Some of the campaign notes refer to the exclusion of “timeshare and package travel”. These will be addressed by other parallel regulations arising from a separate EU Directive.

One specific area of interest is the NHS, where a ban on use of 084/087 numbers has already been introduced (in 2009/10). We are currently working with NHS England on a new enforcement policy for GPs, following the NHS re-organisation. Announcements will be expected soon. Work on enforcement measures for hospitals and other bodies providing NHS services will follow. Campaigners have also succeeded in getting the NHS Choices website to highlight all cases where expensive (084) numbers are being used.

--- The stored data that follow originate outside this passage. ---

//! C2: classifies a raw [`UpstreamEvent`] into a canonical record the
//! translation engine can drive the lifecycle tracker and delta computer
//! with.

use serde_json::Value;

use crate::chunk::{FinishReason, Usage};
use crate::error::AdapterError;
use crate::upstream::{LifecycleEvent, LifecycleKind, UpstreamEvent};

pub const ANONYMOUS_RUN_ID: &str = "__anonymous__";
const UNKNOWN_TOOL_NAME: &str = "unknown_tool";

/// A normalized event, independent of which of the three upstream dialects
/// produced it.
#[derive(Debug, Clone, PartialEq)]
pub enum NormalizedEvent {
    TextChunk {
        run_id: String,
        text: String,
        /// Whether `text` is the cumulative content-so-far for `run_id`
        /// (LangChain-style message chunks) or already an individual
        /// increment (a raw token stream). Only the former needs C3's
        /// prefix-diff treatment; the latter is emitted as-is.
        cumulative: bool,
    },
    LlmStart {
        run_id: String,
    },
    LlmEnd {
        run_id: String,
        output_text: Option<String>,
        /// Token accounting, if the terminal message carried a
        /// `usage_metadata` block (the shape LangChain attaches to the
        /// final `AIMessage` of a run).
        usage: Option<Usage>,
        /// A provider-reported finish reason (e.g. a truncation signal),
        /// if the terminal message carried `response_metadata.finish_reason`.
        finish_reason: Option<FinishReason>,
    },
    ToolStart {
        run_id: String,
        tool_name: String,
        input: Value,
    },
    ToolEnd {
        run_id: String,
        output: Value,
    },
    ChainStart {
        run_id: String,
    },
    ChainEnd {
        run_id: String,
    },
    /// Recognized but not independently actionable (e.g. a bare chain
    /// event without a text or tool payload).
    Ignored,
}

/// Classifies one upstream item. Malformed shapes are reported as an
/// [`AdapterError::MalformedInput`] rather than panicking; callers are
/// expected to log and skip them (see engine.rs).
pub fn normalize(event: UpstreamEvent) -> Result<NormalizedEvent, AdapterError> {
    match event {
        UpstreamEvent::PlainText(text) => Ok(NormalizedEvent::TextChunk {
            run_id: ANONYMOUS_RUN_ID.to_string(),
            text,
            cumulative: false,
        }),
        UpstreamEvent::MessageChunk(chunk) => {
            let text = chunk.content.concat_text();
            Ok(NormalizedEvent::TextChunk {
                run_id: ANONYMOUS_RUN_ID.to_string(),
                text,
                cumulative: false,
            })
        }
        UpstreamEvent::Lifecycle(event) => normalize_lifecycle(event),
    }
}

fn normalize_lifecycle(event: LifecycleEvent) -> Result<NormalizedEvent, AdapterError> {
    let Some(kind) = LifecycleKind::parse(&event.event) else {
        return Ok(NormalizedEvent::Ignored);
    };

    if kind.is_stream_start() {
        return Ok(NormalizedEvent::LlmStart { run_id: event.run_id });
    }

    if kind.is_stream_chunk() {
        let text = event
            .data
            .chunk
            .as_ref()
            .map(extract_chunk_text)
            .unwrap_or_default();
        return Ok(NormalizedEvent::TextChunk {
            run_id: event.run_id,
            text,
            cumulative: true,
        });
    }

    if kind.is_stream_end() {
        let output_text = event.data.output.as_ref().map(extract_chunk_text);
        let usage = event.data.output.as_ref().and_then(extract_usage);
        let finish_reason = event.data.output.as_ref().and_then(extract_finish_reason);
        return Ok(NormalizedEvent::LlmEnd {
            run_id: event.run_id,
            output_text,
            usage,
            finish_reason,
        });
    }

    match kind {
        LifecycleKind::ToolStart => {
            let tool_name = resolve_tool_name(&event);
            let input = event.data.input.clone().unwrap_or(Value::Null);
            Ok(NormalizedEvent::ToolStart {
                run_id: event.run_id,
                tool_name,
                input,
            })
        }
        LifecycleKind::ToolEnd => Ok(NormalizedEvent::ToolEnd {
            run_id: event.run_id,
            output: event.data.output.clone().unwrap_or(Value::Null),
        }),
        LifecycleKind::ChainStart => Ok(NormalizedEvent::ChainStart { run_id: event.run_id }),
        LifecycleKind::ChainEnd => Ok(NormalizedEvent::ChainEnd { run_id: event.run_id }),
        _ => unreachable!("stream start/chunk/end handled above"),
    }
}

/// Extracts text from a `chunk`/`output` payload, which may be a bare
/// string or an object carrying a `content` field (the shape LangChain
/// message objects serialize to).
fn extract_chunk_text(value: &Value) -> String {
    match value {
        Value::String(s) => s.clone(),
        Value::Object(map) => map
            .get("content")
            .and_then(Value::as_str)
            .map(str::to_string)
            .unwrap_or_default(),
        _ => String::new(),
    }
}

/// Pulls token accounting off a terminal message's `usage_metadata` block
/// (`{ input_tokens, output_tokens, total_tokens }`), the shape LangChain
/// attaches to the `AIMessage` delivered on `on_chat_model_end`/`on_llm_end`.
/// Returns `None` if the payload carries no recognizable usage at all.
fn extract_usage(output: &Value) -> Option<Usage> {
    let metadata = output.get("usage_metadata")?.as_object()?;
    let usage = Usage {
        prompt_tokens: metadata.get("input_tokens").and_then(Value::as_u64),
        completion_tokens: metadata.get("output_tokens").and_then(Value::as_u64),
        total_tokens: metadata.get("total_tokens").and_then(Value::as_u64),
    };
    if usage.prompt_tokens.is_none() && usage.completion_tokens.is_none() && usage.total_tokens.is_none() {
        None
    } else {
        Some(usage)
    }
}

/// Pulls a provider-reported finish reason off a terminal message's
/// `response_metadata.finish_reason` field, when present. Every recognized
/// value is mapped and folded into the engine's running finish reason via
/// [`FinishReason::combine`], so a truncation signal here can only raise the
/// precedence already established by tool calls, never downgrade it.
fn extract_finish_reason(output: &Value) -> Option<FinishReason> {
    let reason = output
        .get("response_metadata")?
        .get("finish_reason")?
        .as_str()?;
    Some(match reason {
        "length" | "max_tokens" => FinishReason::Length,
        "tool_calls" | "function_call" => FinishReason::ToolCalls,
        "content_filter" => FinishReason::ContentFilter,
        "stop" | "end_turn" => FinishReason::Stop,
        _ => FinishReason::Unknown,
    })
}

/// Resolves a tool's display name via the fallback chain described for the
/// upstream normalizer: event root, then `data.name`, `serialized.name`,
/// `serialized.kwargs.name`, `metadata.name`, finally a sentinel.
fn resolve_tool_name(event: &LifecycleEvent) -> String {
    if let Some(name) = &event.name {
        return name.clone();
    }
    if let Some(name) = event
        .data
        .input
        .as_ref()
        .and_then(|v| v.get("name"))
        .and_then(Value::as_str)
    {
        return name.to_string();
    }
    if let Some(serialized) = &event.data.serialized {
        if let Some(name) = serialized.get("name").and_then(Value::as_str) {
            return name.to_string();
        }
        if let Some(name) = serialized
            .get("kwargs")
            .and_then(|v| v.get("name"))
            .and_then(Value::as_str)
        {
            return name.to_string();
        }
    }
    if let Some(name) = event
        .metadata
        .as_ref()
        .and_then(|v| v.get("name"))
        .and_then(Value::as_str)
    {
        return name.to_string();
    }
    UNKNOWN_TOOL_NAME.to_string()
}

We await news on the implementation of the Ofcom transparency measures, long expected, but still being opposed and contested by EE. VIsibilty of how much of the call charge is going to the person you are calling, and how much is being retained by your telephone comapny, will not only be of interest, but will press true accountability on each party. We wonder if EE customers would like to know that when they call a 0845 number at 40p per minute, only 2p per minute is being passed on to the organsiation they are calling! The 38p per minute being retained by EE does not justify the 2p, indeed that is what provides EE with the opportuity to take advantage of the situation. That is what is happening at present, EE is opposing and contesting measures that would bring it out into the open. (It would be good to have the support of Which? for the implementation of the Ofcom measures.)

Apologies if some of material coming out from Which? is not yet fully on the point and not properly across all the different aspects of the successes already achieved. Some of our breifings have been very effective, but we have not yet had the time to cover the whole of the Which? team. We hope that there is no reluctance to be seen to be taking forward campaigning successes achieved by others. There need be no shame in being seen to be a valued part of a wider campaigning community.

The fair telecoms campaign notes the apparent impression that companies use 084 numbers deliberately to discourage complaints or enquiries. It is easy to see how that impression may be gained, as indeed it can have this effect. We must however disassociate ourselves from any implied or explicit allegation that this is the motivation behind selection of these numbers. If this were presented as an allegation, it is a very serious matter and must be supported by evidence of such an intention. Our case is quite strong enough, we must not damage it by overstating it.

The above points are made only for detailed clarification.

It is great to have Which? in support of our efforts on these issues, as indeed we are now coming together on the issue of nuisance calls, having shared a table giving evidence to parliament last Tuesday. We look forward to working together and sharing success.

David Hickson
fair telecoms campaign

David, who do you represent, I’m not sure I know about your fair telecoms campaign.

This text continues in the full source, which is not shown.